Single Image Super-Resolution – A Quantitative Comparison

DOI : 10.17577/IJERTV4IS050888

Download Full-Text PDF Cite this Publication

Text Only Version

Single Image Super-Resolution – A Quantitative Comparison

Lisha P P

Department of Computer Engineering, Model Engineering College, Thrikakkara, Kochi, Kerala.

Jayasree V K

Department of Electronics Engineering, Model Engineering College, Thrikakkara, Kochi, Kerala

Abstract Super-resolution (SR) techniques generates high resolution (HR) image from low resolution (LR) images. Since HR image contains more information than LR image, it is severely demanding for all applications of image analysis. High resolution images improves the pictorial information for both human and automatic machine perception. This paper presents a comparison on well-known techniques of super resolution.

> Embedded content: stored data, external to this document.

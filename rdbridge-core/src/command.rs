//! Inputs-channel command set.
//!
//! The gateway writes a stream of records separated by `\t`; each record is
//! a 3-character tag followed by tag-specific ASCII arguments. Records are
//! parsed into [`Command`] values here and applied by the bridge dispatcher.
//!
//! Unknown tags are ignored for forward compatibility. Malformed arguments
//! for a known tag skip the record without terminating the session. The
//! `PWD` argument is carried verbatim but must never reach a log sink.

use crate::error::BridgeError;
use crate::policy::{ImageEncoding, ImageQuality, ImageQuantity};

// ── Command ──────────────────────────────────────────────────────

/// All commands understood on the inputs channel.
///
/// Organized by category:
/// - connection staging (`SRV`, `VMG`, `DOM`, `USR`, `PWD`, `PRG`, `CON`)
/// - user input (`KUC`, `KSC`, `MMO`, `MLB`, `MMB`, `MRB`, `MWU`, `MWD`)
/// - display policy (`RSZ`, `SCA`, `ECD`, `QLT`, `QNT`)
/// - session control (`STA`, `DBG`, `CMP`, `FSU`, `CLP`, `CLO`)
#[derive(Debug, Clone, PartialEq, Eq)]
pub enum Command {
    /// `SRV` — RDP server address, optionally with a port.
    ServerAddress { host: String, port: Option<u16> },
    /// `VMG` — Hyper-V VM GUID; switches the connection to VM-connect mode.
    VmGuid(String),
    /// `DOM` — user domain.
    Domain(String),
    /// `USR` — username, possibly carrying an embedded domain.
    Username(String),
    /// `PWD` — password. Never logged.
    Password(String),
    /// `PRG` — program to start instead of the default shell.
    StartProgram(String),
    /// `CON` — start the RDP client.
    Connect,
    /// `RSZ` — browser window resized.
    BrowserResize { width: u32, height: u32 },
    /// `KUC` — unicode keyboard event.
    UnicodeKey { code: u16, down: bool },
    /// `KSC` — scancode keyboard event.
    ScancodeKey { code: u16, down: bool },
    /// `MMO` — pointer move.
    MouseMove { x: u16, y: u16 },
    /// `MLB` / `MMB` / `MRB` — pointer button change.
    MouseButton {
        button: MouseButton,
        down: bool,
        x: u16,
        y: u16,
    },
    /// `MWU` / `MWD` — wheel rotation.
    MouseWheel {
        direction: WheelDirection,
        x: u16,
        y: u16,
    },
    /// `STA` / `DBG` / `CMP` — gateway-side mode toggle; the bridge only
    /// acknowledges with a `"reload"` text message.
    ModeToggle,
    /// `SCA` — disable scaling, or enable it with new client dimensions.
    ScaleDisplay(Option<(u32, u32)>),
    /// `ECD` — select the image encoding; resets quality to the default.
    SetEncoding(ImageEncoding),
    /// `QLT` — select the image quality.
    SetQuality(ImageQuality),
    /// `QNT` — select the image quantity (IPS ratio).
    SetQuantity(ImageQuantity),
    /// `FSU` — full-screen update request.
    FullscreenRequest,
    /// `CLP` — clipboard value request.
    ClipboardRequest,
    /// `CLO` — close the client; the reader exits after the current batch.
    CloseClient,
}

/// Pointer button named by a mouse record tag.
#[derive(Debug, Clone, Copy, PartialEq, Eq)]
pub enum MouseButton {
    Left,
    Middle,
    Right,
}

/// Wheel rotation direction named by a wheel record tag.
#[derive(Debug, Clone, Copy, PartialEq, Eq)]
pub enum WheelDirection {
    Up,
    Down,
}

// ── Batch splitting ──────────────────────────────────────────────

/// Split one inputs-channel read into its records.
///
/// Records are processed in receive order within the batch; empty records
/// (from consecutive separators) are dropped here.
pub fn split_batch(batch: &str) -> impl Iterator<Item = &str> {
    batch.split('\t').filter(|r| !r.is_empty())
}

// ── Record parsing ───────────────────────────────────────────────

/// Parse one record into a command.
///
/// Returns `Ok(None)` for an unknown tag (ignored for forward
/// compatibility) and `Err` when a known tag carries malformed arguments
/// (the record is skipped, never terminal).
pub fn parse_record(record: &str) -> Result<Option<Command>, BridgeError> {
    if record.len() < 3 || !record.is_char_boundary(3) {
        return Ok(None);
    }
    let (tag, args) = record.split_at(3);

    let cmd = match tag {
        "SRV" => parse_server_address(args)?,
        "VMG" => Command::VmGuid(args.to_owned()),
        "DOM" => Command::Domain(args.to_owned()),
        "USR" => Command::Username(args.to_owned()),
        "PWD" => Command::Password(args.to_owned()),
        "PRG" => Command::StartProgram(args.to_owned()),
        "CON" => Command::Connect,
        "RSZ" => {
            let (w, h) = parse_dimensions(args, "RSZ")?;
            Command::BrowserResize {
                width: w,
                height: h,
            }
        }
        "KUC" => {
            let (code, down) = parse_key(args, "KUC")?;
            Command::UnicodeKey { code, down }
        }
        "KSC" => {
            let (code, down) = parse_key(args, "KSC")?;
            Command::ScancodeKey { code, down }
        }
        "MMO" => {
            let (x, y) = parse_position(args, "MMO")?;
            Command::MouseMove { x, y }
        }
        "MLB" => parse_button(args, MouseButton::Left, "MLB")?,
        "MMB" => parse_button(args, MouseButton::Middle, "MMB")?,
        "MRB" => parse_button(args, MouseButton::Right, "MRB")?,
        "MWU" => {
            let (x, y) = parse_position(args, "MWU")?;
            Command::MouseWheel {
                direction: WheelDirection::Up,
                x,
                y,
            }
        }
        "MWD" => {
            let (x, y) = parse_position(args, "MWD")?;
            Command::MouseWheel {
                direction: WheelDirection::Down,
                x,
                y,
            }
        }
        "STA" | "DBG" | "CMP" => Command::ModeToggle,
        "SCA" => {
            if args == "0" {
                Command::ScaleDisplay(None)
            } else {
                Command::ScaleDisplay(Some(parse_dimensions(args, "SCA")?))
            }
        }
        "ECD" => Command::SetEncoding(parse_numeric(args, "ECD")?),
        "QLT" => Command::SetQuality(parse_numeric(args, "QLT")?),
        "QNT" => Command::SetQuantity(parse_numeric(args, "QNT")?),
        "FSU" => Command::FullscreenRequest,
        "CLP" => Command::ClipboardRequest,
        "CLO" => Command::CloseClient,
        _ => return Ok(None),
    };
    Ok(Some(cmd))
}

/// `host`, `host:port` or `[v6]:port`.
fn parse_server_address(args: &str) -> Result<Command, BridgeError> {
    let malformed = BridgeError::Parse { tag: "SRV" };
    if args.is_empty() {
        return Err(malformed);
    }

    if let Some(rest) = args.strip_prefix('[') {
        // Bracketed IPv6, optionally followed by a port.
        let (host, tail) = rest.split_once(']').ok_or(malformed)?;
        let port = match tail.strip_prefix(':') {
            Some(p) => Some(p.parse().map_err(|_| BridgeError::Parse { tag: "SRV" })?),
            None if tail.is_empty() => None,
            None => return Err(BridgeError::Parse { tag: "SRV" }),
        };
        return Ok(Command::ServerAddress {
            host: host.to_owned(),
            port,
        });
    }

    // A single colon separates host and port; more than one means a bare
    // IPv6 address with no port.
    match args.match_indices(':').count() {
        0 => Ok(Command::ServerAddress {
            host: args.to_owned(),
            port: None,
        }),
        1 => {
            let (host, port) = args.split_once(':').expect("single colon");
            let port = port.parse().map_err(|_| BridgeError::Parse { tag: "SRV" })?;
            Ok(Command::ServerAddress {
                host: host.to_owned(),
                port: Some(port),
            })
        }
        _ => Ok(Command::ServerAddress {
            host: args.to_owned(),
            port: None,
        }),
    }
}

/// `code-1` (down) or `code-0` (up).
fn parse_key(args: &str, tag: &'static str) -> Result<(u16, bool), BridgeError> {
    let (code, state) = args.split_once('-').ok_or(BridgeError::Parse { tag })?;
    let code = code.parse().map_err(|_| BridgeError::Parse { tag })?;
    let down = parse_state(state, tag)?;
    Ok((code, down))
}

/// `x-y`, both non-negative.
fn parse_position(args: &str, tag: &'static str) -> Result<(u16, u16), BridgeError> {
    let (x, y) = args.split_once('-').ok_or(BridgeError::Parse { tag })?;
    let x = x.parse().map_err(|_| BridgeError::Parse { tag })?;
    let y = y.parse().map_err(|_| BridgeError::Parse { tag })?;
    Ok((x, y))
}

/// `s` then `x-y`, the state digit glued to the position.
fn parse_button(
    args: &str,
    button: MouseButton,
    tag: &'static str,
) -> Result<Command, BridgeError> {
    let (state, position) = args.split_at_checked(1).ok_or(BridgeError::Parse { tag })?;
    let down = parse_state(state, tag)?;
    let (x, y) = parse_position(position, tag)?;
    Ok(Command::MouseButton { button, down, x, y })
}

fn parse_state(state: &str, tag: &'static str) -> Result<bool, BridgeError> {
    match state {
        "1" => Ok(true),
        "0" => Ok(false),
        _ => Err(BridgeError::Parse { tag }),
    }
}

/// `WxH`, both positive.
fn parse_dimensions(args: &str, tag: &'static str) -> Result<(u32, u32), BridgeError> {
    let (w, h) = args.split_once('x').ok_or(BridgeError::Parse { tag })?;
    let w: u32 = w.parse().map_err(|_| BridgeError::Parse { tag })?;
    let h: u32 = h.parse().map_err(|_| BridgeError::Parse { tag })?;
    if w == 0 || h == 0 {
        return Err(BridgeError::Parse { tag });
    }
    Ok((w, h))
}

fn parse_numeric<T>(args: &str, tag: &'static str) -> Result<T, BridgeError>
where
    T: TryFrom<u32, Error = BridgeError>,
{
    let value: u32 = args.parse().map_err(|_| BridgeError::Parse { tag })?;
    T::try_from(value).map_err(|_| BridgeError::Parse { tag })
}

Performance of the algorithms are evaluated by means of objective image quality criteria like Peak Signal to Ratio (PSNR), Structural Similarity Index (SSIM) and Maximum Difference (MD). From the analysis we have found that learning based algorithm using sparse dictionary performs better.

Keywords High resolution; Interpolation; Low resolution; Sparse Dictionary; Super resolution.

  1. INTRODUCTION

    Resolution enhancement is one of the most desirable terms in image processing. It gives more information to human interaction. Super- resolution technique is used for acquiring a high resolution image from observed low resolution images. Image resolution is defined as smallest measurable detail in visual representation. The resolution of a digital image can be expressed in many different ways like spatial, temporal, spectral or radiometric resolution. In this paper special emphasis is given to spatial resolution.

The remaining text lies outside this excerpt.